But what if I told you the video was a lie?
What if I said that’s not at all how it happened? That there are things in this world—terrible, dreadful, invisible things—that were 100 percent responsible but couldn’t be captured on film?
Would you believe me?
Or would you roll your eyes and shake your head along with the rest of the minimifidians?
If you haven’t seen the video, don’t bother looking for it now. You’d only be wasting your time.
If you don’t know what a minimifidian is, not to worry: all will be explained.
The absolute true story of what really went down is in the pages that follow. And while there may be times when you’ll find yourself questioning if something so outrageous could’ve actually happened, I’m here to tell you it did.
And I’ve got the blue streak to prove it.
But before we go any further, here’s a few things you should probably know about me:
My name is Maxen (Woodbead) Smith.
I’m twelve and a half years old and completely normal in every way.
Except for the fact that I can see ghosts.
You may have noticed that part of my name is in parentheses. I think of it like a silent surname—kind of like the g
in phlegm or the h
in asthma. Woodbead would’ve been my real last name if my dad hadn’t legally changed his own to Smith.
Unfortunately, what my dad didn’t realize is that while you can change a name to protect your identity, you can’t change a legacy. And as the grandson of Ramhart Woodbead, world-famous ghost hunter/paranormal explorer, who’s widely known as the Indiana Jones of the supernatural world, I’m pretty sure the Woodbead part of me is totally responsible for the ghost-seeing part of me.
I’ve been seeing ghosts since I was a kid. Long before I understood that most people couldn’t see them and hardly anyone believed in them.

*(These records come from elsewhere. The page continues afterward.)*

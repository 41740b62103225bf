//! Friend-request and friendship lifecycle
//!
//! Per ordered pair of users the relation moves between three states:
//! stranger, pending (one direction), and friends. A pending edge lives as
//! two documents (target inbox + sender outbox), a friendship as two
//! symmetric documents. The dual writes are not atomic across documents;
//! `send_request` rolls back its first half when the second fails, `accept`
//! writes friendship halves before deleting request halves so a crash leaves
//! the recoverable "friends plus stale request" state, and `reconcile`
//! detects and heals halves left behind anyway.

use super::error::{EngineError, EngineResult};
use super::friend::{FriendEdge, FriendRequest, FriendSummary, OutgoingRequest, SentRequest};
use super::paths;
use super::types::{Timestamp, UserId};
use super::uid_value;
use super::user::UserProfile;
use crate::core_auth::UserIdentity;
use crate::core_store::{from_fields, to_fields, DocumentStore, Filter};
use serde_json::Value;
use std::sync::Arc;
use tracing::{debug, info, warn};

/// Outcome of a reconciliation pass
#[derive(Debug, Default, PartialEq, Eq)]
pub struct ReconcileReport {
    /// Friends whose reverse half was missing and has been restored
    pub healed_friendships: Vec<UserId>,
    /// Counterparts of pending-request halves that were orphaned and dropped
    pub dropped_requests: Vec<UserId>,
}

impl ReconcileReport {
    pub fn is_clean(&self) -> bool {
        self.healed_friendships.is_empty() && self.dropped_requests.is_empty()
    }
}

pub struct SocialGraphEngine {
    store: Arc<dyn DocumentStore>,
}

impl SocialGraphEngine {
    pub fn new(store: Arc<dyn DocumentStore>) -> Self {
        Self { store }
    }

    /// Whether a confirmed friendship exists between the two users
    pub fn is_friends(&self, a: &UserId, b: &UserId) -> EngineResult<bool> {
        Ok(self.store.get(&paths::friends(a), b.as_str())?.is_some())
    }

    /// Create a pending request from the sender to the target
    pub fn send_request(&self, sender: &UserIdentity, target: &UserId) -> EngineResult<()> {
        if sender.uid == *target {
            return Err(EngineError::InvalidArgument(
                "cannot send a friend request to yourself".to_string(),
            ));
        }
        if self.is_friends(&sender.uid, target)? {
            return Err(EngineError::Conflict("already friends".to_string()));
        }

        let now = Timestamp::now();
        let inbox = to_fields(&FriendRequest {
            sender_uid: sender.uid.clone(),
            sender_name: sender.name.clone(),
            timestamp: now,
        })?;
        let outbox = to_fields(&SentRequest {
            target_uid: target.clone(),
            timestamp: now,
        })?;

        self.store
            .set_merge(&paths::friend_requests(target), sender.uid.as_str(), inbox)?;
        if let Err(err) =
            self.store
                .set_merge(&paths::sent_requests(&sender.uid), target.as_str(), outbox)
        {
            // roll back the inbox half rather than leave a dangling edge
            if let Err(rollback) = self
                .store
                .delete(&paths::friend_requests(target), sender.uid.as_str())
            {
                warn!(
                    sender = %sender.uid,
                    target = %target,
                    error = %rollback,
                    "failed to roll back inbox half of friend request"
                );
            }
            return Err(err.into());
        }

        info!(sender = %sender.uid, target = %target, "friend request sent");
        Ok(())
    }

    /// Convert a pending request into a friendship
    ///
    /// Friendship halves are written before the request halves are deleted:
    /// a crash mid-operation leaves "friends and still pending", never
    /// "neither".
    pub fn accept(&self, requester: &UserId, accepter: &UserId) -> EngineResult<()> {
        if self
            .store
            .get(&paths::friend_requests(accepter), requester.as_str())?
            .is_none()
        {
            return Err(EngineError::NotFound(format!(
                "friend request from {requester}"
            )));
        }

        let edge = to_fields(&FriendEdge {
            added_at: Timestamp::now(),
        })?;
        self.store
            .set_merge(&paths::friends(accepter), requester.as_str(), edge.clone())?;
        self.store
            .set_merge(&paths::friends(requester), accepter.as_str(), edge)?;

        self.store
            .delete(&paths::friend_requests(accepter), requester.as_str())?;
        self.store
            .delete(&paths::sent_requests(requester), accepter.as_str())?;

        info!(requester = %requester, accepter = %accepter, "friend request accepted");
        Ok(())
    }

    /// Drop a pending request from the accepter's side; no-op when absent
    pub fn reject(&self, requester: &UserId, accepter: &UserId) -> EngineResult<()> {
        self.store
            .delete(&paths::friend_requests(accepter), requester.as_str())?;
        self.store
            .delete(&paths::sent_requests(requester), accepter.as_str())?;
        debug!(requester = %requester, accepter = %accepter, "friend request rejected");
        Ok(())
    }

    /// Withdraw a pending request from the sender's side; no-op when absent
    pub fn cancel(&self, sender: &UserId, target: &UserId) -> EngineResult<()> {
        self.store
            .delete(&paths::sent_requests(sender), target.as_str())?;
        self.store
            .delete(&paths::friend_requests(target), sender.as_str())?;
        debug!(sender = %sender, target = %target, "friend request cancelled");
        Ok(())
    }

    /// Dissolve a friendship from both sides; no-op when absent
    pub fn remove_friend(&self, a: &UserId, b: &UserId) -> EngineResult<()> {
        self.store.delete(&paths::friends(a), b.as_str())?;
        self.store.delete(&paths::friends(b), a.as_str())?;
        info!(a = %a, b = %b, "friendship removed");
        Ok(())
    }

    /// Pending requests waiting on the user
    pub fn list_incoming(&self, uid: &UserId) -> EngineResult<Vec<FriendRequest>> {
        let rows = self
            .store
            .query(&paths::friend_requests(uid), &Filter::All, None)?;
        rows.into_iter()
            .map(|(_, fields)| Ok(from_fields(fields)?))
            .collect()
    }

    /// Requests the user has sent, enriched with the target's profile;
    /// targets without a profile are omitted
    pub fn list_outgoing(&self, uid: &UserId) -> EngineResult<Vec<OutgoingRequest>> {
        let rows = self
            .store
            .query(&paths::sent_requests(uid), &Filter::All, None)?;

        let mut outgoing = Vec::new();
        for (_, fields) in rows {
            let sent: SentRequest = from_fields(fields)?;
            if let Some(profile_fields) = self
                .store
                .get(paths::USERS, sent.target_uid.as_str())?
            {
                let profile: UserProfile = from_fields(profile_fields)?;
                outgoing.push(OutgoingRequest {
                    target_uid: sent.target_uid,
                    name: profile.name,
                    title: profile.title,
                });
            }
        }
        Ok(outgoing)
    }

    /// Confirmed friends with their profile and current event activity;
    /// friends without a profile are omitted
    pub fn list_friends(&self, uid: &UserId) -> EngineResult<Vec<FriendSummary>> {
        let rows = self.store.query(&paths::friends(uid), &Filter::All, None)?;

        let mut friends = Vec::new();
        for (friend_id, _) in rows {
            let friend_uid = UserId::new(friend_id);
            let Some(profile_fields) = self.store.get(paths::USERS, friend_uid.as_str())? else {
                continue;
            };
            let profile: UserProfile = from_fields(profile_fields)?;
            let active_event = self.active_event(&friend_uid)?;
            friends.push(FriendSummary {
                uid: friend_uid,
                name: profile.name,
                title: profile.title,
                active_event,
            });
        }
        Ok(friends)
    }

    /// Title of some event the user currently holds membership in
    fn active_event(&self, uid: &UserId) -> EngineResult<Option<String>> {
        let rows = self.store.query(
            paths::EVENTS,
            &Filter::array_contains("members", uid_value(uid)),
            None,
        )?;
        Ok(rows.into_iter().next().map(|(_, fields)| {
            fields
                .get("title")
                .and_then(Value::as_str)
                .unwrap_or_default()
                .to_string()
        }))
    }

    /// Detect and heal half-edges around one user
    ///
    /// A friendship half without its reverse means a crashed accept; the
    /// missing half is written back. A pending-request half without its
    /// counterpart is deleted.
    pub fn reconcile(&self, uid: &UserId) -> EngineResult<ReconcileReport> {
        let mut report = ReconcileReport::default();

        for (friend_id, edge) in self.store.query(&paths::friends(uid), &Filter::All, None)? {
            let friend = UserId::new(friend_id);
            if self.store.get(&paths::friends(&friend), uid.as_str())?.is_none() {
                self.store
                    .set_merge(&paths::friends(&friend), uid.as_str(), edge)?;
                warn!(user = %uid, friend = %friend, "restored missing friendship half");
                report.healed_friendships.push(friend);
            }
        }

        for (sender_id, _) in self
            .store
            .query(&paths::friend_requests(uid), &Filter::All, None)?
        {
            let sender = UserId::new(sender_id);
            if self
                .store
                .get(&paths::sent_requests(&sender), uid.as_str())?
                .is_none()
            {
                self.store
                    .delete(&paths::friend_requests(uid), sender.as_str())?;
                warn!(user = %uid, sender = %sender, "dropped orphan incoming request half");
                report.dropped_requests.push(sender);
            }
        }

        for (target_id, _) in self
            .store
            .query(&paths::sent_requests(uid), &Filter::All, None)?
        {
            let target = UserId::new(target_id);
            if self
                .store
                .get(&paths::friend_requests(&target), uid.as_str())?
                .is_none()
            {
                self.store
                    .delete(&paths::sent_requests(uid), target.as_str())?;
                warn!(user = %uid, target = %target, "dropped orphan outgoing request half");
                report.dropped_requests.push(target);
            }
        }

        Ok(report)
    }
}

You have no idea how much I envied those people.
If you happen to be one of the lucky ones, then congratulations—you are far more fortunate than you can possibly realize. Take it from me: seeing ghosts is an awful burden that can lead to public humiliation, terrifying moments, and repeated visits to the principal’s office, where you’re forced to explain the unexplainable.
But before you start thinking that will never happen to you, I have some bad news:
Just because you think you can’t see ghosts doesn’t mean you haven’t already seen one.
You see, not all ghosts are the same. They’re not always transparent, and they don’t always wear raggedy old nightgowns and float around crumbling houses wailing about the horrible things that happened to them. Some ghosts look like completely normal everyday people, and they’re the ones you need to watch out for. Problem is, by the time you’ve identified them, it’s usually too late.
Anyway, as I’ve already mentioned, it was the last day of school, and there were only eleven minutes standing between the end of sixth grade and the beginning of the rest of my life.
My teacher, Ms. Rossi, was at the chalkboard jotting down a list of fun facts about Hawaii—as soon as the final bell rang, she was headed for the Aloha State. Until then, she instructed us to assume a “chill island vibe,” which pretty much translated to Stay in your seats, keep quiet, and don’t even think about starting any nonsense that’ll make me late for my flight.
Sounds easy enough, right? And it was, until the temperature suddenly dropped, and the lights started flickering on and off.
You might think a blast of cold air and flickering lights are no big deal, nothing to get worked up about. But I knew from experience that whenever those fluorescent tubes started buzzing and blinking and my breath fogged up before me, it meant a ghost had just entered the room.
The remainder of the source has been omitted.